Desde então, a ABA mudou e continua muito popular. Mas muitos médicos e terapeutas a apresentam como se fosse a única esperança. Dizem aos pais que, se não começarem a ABA logo cedo, a criança perderá uma janela crucial de oportunidade. E é bem caro.

Há outras formas mais baratas de intervenção – e mais humanas – mas os aplicadores de ABA ganham tanto dinheiro que a indústria acabou se tornando muito influente. Surgiu uma espécie de seita profissional que tenta marginalizar qualquer outra abordagem.

A geração de crianças autistas que passaram pela intervenção como ela foi concebida originalmente por Lovaas agora são adultas e falam sobre as suas experiências. Muitos foram traumatizados. Alguns autistas que passaram por programas rígidos de treinamento comportamental quando crianças agora enfrentam estresse pós-traumático[…]

Hoje, alguns terapeutas de ABA buscam aumentar a autonomia do autista e o tratam com respeito. Outros, nem tanto. Alguns usam reforço positivo e recompensas.

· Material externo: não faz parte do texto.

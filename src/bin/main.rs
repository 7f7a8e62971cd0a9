use advisor_orchestrator::{
    agent::Orchestrator,
    checkpoint::InMemoryCheckpointStore,
    evaluator::create_default_evaluator,
    handlers::create_default_handlers,
    oracle::{Proposal, ScriptedOracle},
    tools::create_registry,
    SubmitResponse,
};
use serde_json::json;
use std::sync::Arc;
use std::time::Duration;
use tracing::info;
use tracing_subscriber::EnvFilter;

/// Offline walk-through: one request, one rejected draft, one accepted draft
#[tokio::main]
async fn main() -> Result<(), Box<dyn std::error::Error>> {
    // Initialize tracing
    tracing_subscriber::fmt()
        .with_env_filter(
            EnvFilter::try_from_default_env().unwrap_or_else(|_| EnvFilter::new("debug")),
        )
        .init();

    info!("Advisor Orchestrator starting (offline demo)");

    let oracle = ScriptedOracle::new().script(
        "You are the Portfolio Architect Agent",
        vec![
            Proposal::call("get_client_profile", json!({"client_id": "42"})),
            Proposal::answer("Recommended allocation: 60% equities, 35% bonds, 5% cash."),
            Proposal::answer_with(
                "Recommended allocation: 60% equities, 35% bonds, 5% cash. 1-day 95% VaR: 1.8%.",
                json!({"equities": 0.60, "bonds": 0.35, "cash": 0.05, "var_95_1d": 0.018}),
            ),
        ],
    );

    // Create components
    let tools = create_registry(None, Duration::from_secs(5));
    let handlers = create_default_handlers(Arc::new(oracle), &tools);
    let orchestrator = Orchestrator::new(
        handlers,
        Arc::new(tools),
        Box::new(create_default_evaluator()),
        Box::new(InMemoryCheckpointStore::new()),
    );

    let conversation_id = "demo-conversation";
    let task = "Construct a portfolio for client 42";
    let criterion = "must include a VaR figure";

    info!(%task, %criterion, "Running orchestrator");

    let response = orchestrator
        .submit(conversation_id, task, Some(criterion))
        .await?;

    println!("\n=== SUBMIT RESULT ===");
    match &response {
        SubmitResponse::Accepted { result } => {
            println!("Status: accepted");
            println!("{}", result.content);
            if let Some(payload) = &result.payload {
                println!("Payload: {}", payload);
            }
        }
        SubmitResponse::NeedsInput { question } => {
            println!("Status: needs input");
            println!("Question: {}", question);
        }
        SubmitResponse::Failed {
            cause,
            reason,
            last_feedback,
        } => {
            println!("Status: failed ({:?})", cause);
            println!("Reason: {}", reason);
            if let Some(feedback) = last_feedback {
                println!("Last feedback: {}", feedback);
            }
        }
    }

    if let Some(session) = orchestrator.session(conversation_id).await? {
        println!("\nTurn log:");
        for (i, turn) in session.turns().iter().enumerate() {
            println!("  {}: [{}] {}", i + 1, turn.role.label(), turn.content);
        }
    }

    Ok(())
}
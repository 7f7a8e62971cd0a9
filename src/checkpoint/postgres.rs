//! Postgres checkpoint store
//!
//! One row per session in `orchestration_sessions`, one row per turn in
//! `orchestration_turns`. The schema is created on first use and every
//! save replaces the session's turns inside a single transaction.

use super::CheckpointStore;
use crate::audit::{turn_log_digest, verify_turn_log};
use crate::error::OrchestrationError;
use crate::models::HandlerId;
use crate::session::{PendingPlan, Session, SessionStatus, ToolRecord, Turn, TurnRole};
use crate::Result;
use chrono::{DateTime, Utc};
use serde_json::Value;
use sqlx::postgres::{PgPoolOptions, PgRow};
use sqlx::{PgPool, Row};
use std::collections::BTreeMap;
use std::sync::Arc;
use tokio::sync::OnceCell;
use tracing::{info, warn};
use uuid::Uuid;

pub struct PostgresCheckpointStore {
    pool: PgPool,
    schema_ready: Arc<OnceCell<()>>,
}

impl PostgresCheckpointStore {
    pub fn new(pool: PgPool) -> Self {
        Self {
            pool,
            schema_ready: Arc::new(OnceCell::new()),
        }
    }

    /// Build a lazily-connecting pool for `database_url`
    pub fn connect_lazy(database_url: &str) -> Result<Self> {
        let pool = PgPoolOptions::new()
            .max_connections(5)
            .connect_lazy(database_url)?;

        info!("Checkpoint backend: postgres");
        Ok(Self::new(pool))
    }

    async fn ensure_schema(&self) -> Result<()> {
        let pool = &self.pool;

        self.schema_ready
            .get_or_try_init(|| async {
                sqlx::query(
                    r#"
                    CREATE TABLE IF NOT EXISTS orchestration_sessions (
                      conversation_id TEXT PRIMARY KEY,
                      success_criterion TEXT,
                      feedback TEXT NOT NULL DEFAULT '',
                      status TEXT NOT NULL,
                      shared_context JSONB NOT NULL DEFAULT '{}'::jsonb,
                      pending JSONB,
                      turn_digest TEXT NOT NULL,
                      created_at TIMESTAMPTZ NOT NULL DEFAULT NOW(),
                      updated_at TIMESTAMPTZ NOT NULL DEFAULT NOW()
                    );
                    "#,
                )
                .execute(pool)
                .await?;

                sqlx::query(
                    r#"
                    CREATE TABLE IF NOT EXISTS orchestration_turns (
                      turn_id UUID PRIMARY KEY,
                      conversation_id TEXT NOT NULL,
                      seq INTEGER NOT NULL,
                      role TEXT NOT NULL,
                      content TEXT NOT NULL,
                      handler TEXT,
                      tool JSONB,
                      created_at TIMESTAMPTZ NOT NULL
                    );
                    "#,
                )
                .execute(pool)
                .await?;

                sqlx::query(
                    r#"
                    CREATE INDEX IF NOT EXISTS idx_orchestration_turns_conversation_seq
                    ON orchestration_turns (conversation_id, seq);
                    "#,
                )
                .execute(pool)
                .await?;

                Ok::<(), sqlx::Error>(())
            })
            .await
            .map_err(|e| {
                OrchestrationError::CheckpointError(format!(
                    "Failed to initialize checkpoint schema: {}",
                    e
                ))
            })?;

        Ok(())
    }

    fn role_to_db(role: TurnRole) -> &'static str {
        match role {
            TurnRole::User => "user",
            TurnRole::Assistant => "assistant",
            TurnRole::Tool => "tool",
            TurnRole::System => "system",
        }
    }

    fn role_from_db(role: &str) -> TurnRole {
        match role {
            "assistant" => TurnRole::Assistant,
            "tool" => TurnRole::Tool,
            "system" => TurnRole::System,
            _ => TurnRole::User,
        }
    }

    fn turn_from_row(row: &PgRow) -> Result<Turn> {
        let role: String = row.try_get("role")?;
        let handler: Option<String> = row.try_get("handler")?;
        let tool: Option<Value> = row.try_get("tool")?;

        let tool = tool
            .map(serde_json::from_value::<ToolRecord>)
            .transpose()?;

        Ok(Turn {
            turn_id: row.try_get("turn_id")?,
            role: Self::role_from_db(&role),
            content: row.try_get("content")?,
            handler: handler.and_then(|h| h.parse::<HandlerId>().ok()),
            tool,
            created_at: row.try_get("created_at")?,
        })
    }
}

#[async_trait::async_trait]
impl CheckpointStore for PostgresCheckpointStore {
    async fn load(&self, conversation_id: &str) -> Result<Option<Session>> {
        self.ensure_schema().await?;

        let Some(row) = sqlx::query(
            r#"
            SELECT success_criterion, feedback, status, shared_context, pending,
                   turn_digest, created_at, updated_at
            FROM orchestration_sessions
            WHERE conversation_id = $1
            "#,
        )
        .bind(conversation_id)
        .fetch_optional(&self.pool)
        .await
        .map_err(|e| {
            OrchestrationError::CheckpointError(format!("Failed to load session: {}", e))
        })?
        else {
            return Ok(None);
        };

        let turn_rows = sqlx::query(
            r#"
            SELECT turn_id, role, content, handler, tool, created_at
            FROM orchestration_turns
            WHERE conversation_id = $1
            ORDER BY seq ASC
            "#,
        )
        .bind(conversation_id)
        .fetch_all(&self.pool)
        .await
        .map_err(|e| {
            OrchestrationError::CheckpointError(format!("Failed to load session turns: {}", e))
        })?;

        let turns = turn_rows
            .iter()
            .map(Self::turn_from_row)
            .collect::<Result<Vec<_>>>()?;

        let digest: String = row.try_get("turn_digest")?;
        if !verify_turn_log(&turns, &digest) {
            warn!(conversation_id, "Checkpoint digest mismatch");
            return Err(OrchestrationError::CheckpointCorrupted(
                conversation_id.to_string(),
            ));
        }

        let status: String = row.try_get("status")?;
        let shared_context: Value = row.try_get("shared_context")?;
        let pending: Option<Value> = row.try_get("pending")?;
        let created_at: DateTime<Utc> = row.try_get("created_at")?;
        let updated_at: DateTime<Utc> = row.try_get("updated_at")?;

        let shared_context: BTreeMap<String, Value> = serde_json::from_value(shared_context)?;
        let pending = pending
            .map(serde_json::from_value::<PendingPlan>)
            .transpose()?;

        Ok(Some(Session::restore(
            conversation_id.to_string(),
            turns,
            row.try_get("success_criterion")?,
            row.try_get("feedback")?,
            SessionStatus::parse(&status),
            shared_context,
            pending,
            created_at,
            updated_at,
        )))
    }

    async fn save(&self, session: &Session) -> Result<()> {
        self.ensure_schema().await?;

        let conversation_id = session.conversation_id();
        let shared_context = serde_json::to_value(session.shared_context())?;
        let pending = session.pending().map(serde_json::to_value).transpose()?;

        let mut tx = self.pool.begin().await.map_err(|e| {
            OrchestrationError::CheckpointError(format!(
                "Failed to begin checkpoint transaction: {}",
                e
            ))
        })?;

        sqlx::query(
            r#"
            INSERT INTO orchestration_sessions
              (conversation_id, success_criterion, feedback, status, shared_context, pending, turn_digest, created_at, updated_at)
            VALUES
              ($1, $2, $3, $4, $5, $6, $7, $8, $9)
            ON CONFLICT (conversation_id) DO UPDATE SET
              success_criterion = EXCLUDED.success_criterion,
              feedback = EXCLUDED.feedback,
              status = EXCLUDED.status,
              shared_context = EXCLUDED.shared_context,
              pending = EXCLUDED.pending,
              turn_digest = EXCLUDED.turn_digest,
              updated_at = EXCLUDED.updated_at
            "#,
        )
        .bind(conversation_id)
        .bind(session.success_criterion())
        .bind(session.feedback())
        .bind(session.status().as_str())
        .bind(shared_context)
        .bind(pending)
        .bind(turn_log_digest(session.turns()))
        .bind(session.created_at())
        .bind(session.updated_at())
        .execute(&mut *tx)
        .await
        .map_err(|e| {
            OrchestrationError::CheckpointError(format!("Failed to upsert session: {}", e))
        })?;

        sqlx::query("DELETE FROM orchestration_turns WHERE conversation_id = $1")
            .bind(conversation_id)
            .execute(&mut *tx)
            .await
            .map_err(|e| {
                OrchestrationError::CheckpointError(format!("Failed to clear old turns: {}", e))
            })?;

        for (seq, turn) in session.turns().iter().enumerate() {
            let tool = turn.tool.as_ref().map(serde_json::to_value).transpose()?;

            sqlx::query(
                r#"
                INSERT INTO orchestration_turns
                  (turn_id, conversation_id, seq, role, content, handler, tool, created_at)
                VALUES
                  ($1, $2, $3, $4, $5, $6, $7, $8)
                "#,
            )
            .bind(turn.turn_id)
            .bind(conversation_id)
            .bind(seq as i32)
            .bind(Self::role_to_db(turn.role))
            .bind(&turn.content)
            .bind(turn.handler.map(|h| h.as_str()))
            .bind(tool)
            .bind(turn.created_at)
            .execute(&mut *tx)
            .await
            .map_err(|e| {
                OrchestrationError::CheckpointError(format!("Failed to insert turn: {}", e))
            })?;
        }

        tx.commit().await.map_err(|e| {
            OrchestrationError::CheckpointError(format!(
                "Failed to commit checkpoint transaction: {}",
                e
            ))
        })?;

        Ok(())
    }

    async fn delete(&self, conversation_id: &str) -> Result<bool> {
        self.ensure_schema().await?;

        let mut tx = self.pool.begin().await.map_err(|e| {
            OrchestrationError::CheckpointError(format!(
                "Failed to begin checkpoint transaction: {}",
                e
            ))
        })?;

        sqlx::query("DELETE FROM orchestration_turns WHERE conversation_id = $1")
            .bind(conversation_id)
            .execute(&mut *tx)
            .await
            .map_err(|e| {
                OrchestrationError::CheckpointError(format!("Failed to delete turns: {}", e))
            })?;

        let deleted = sqlx::query("DELETE FROM orchestration_sessions WHERE conversation_id = $1")
            .bind(conversation_id)
            .execute(&mut *tx)
            .await
            .map_err(|e| {
                OrchestrationError::CheckpointError(format!("Failed to delete session: {}", e))
            })?;

        tx.commit().await.map_err(|e| {
            OrchestrationError::CheckpointError(format!(
                "Failed to commit checkpoint transaction: {}",
                e
            ))
        })?;

        Ok(deleted.rows_affected() > 0)
    }
}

Outros ainda usam a punição.”

 

Uma abordagem mais humana

“Barry M. Prizant, autor do livro Uniquely Human: A Different Way of Seeing Autism, realiza um tipo diferente de intervenção chamado SCERTS, que significa Social Communication, Emocional Regulation, and Transactional Support (em português, Comunicação Social, Regulação Emocional e Suportes Transacionais).

Considero esta abordagem mais humana do que a ABA. Se uma criança está tendo um ‘meltdown’, em vez de perguntar ‘o que podemos fazer para eliminar este comportamento?’, Prizant propõe ‘o que neste ambiente está sobrecarregando a criança?’ Talvez, o ‘meltdown’ seja uma resposta razoável à quantidade exorbitante de estímulos que ela está recebendo naquele momento.

A intervenção de Prizant coloca a experiência do autista no centro, em vez de vê-lo como uma inconveniência ou um incômodo.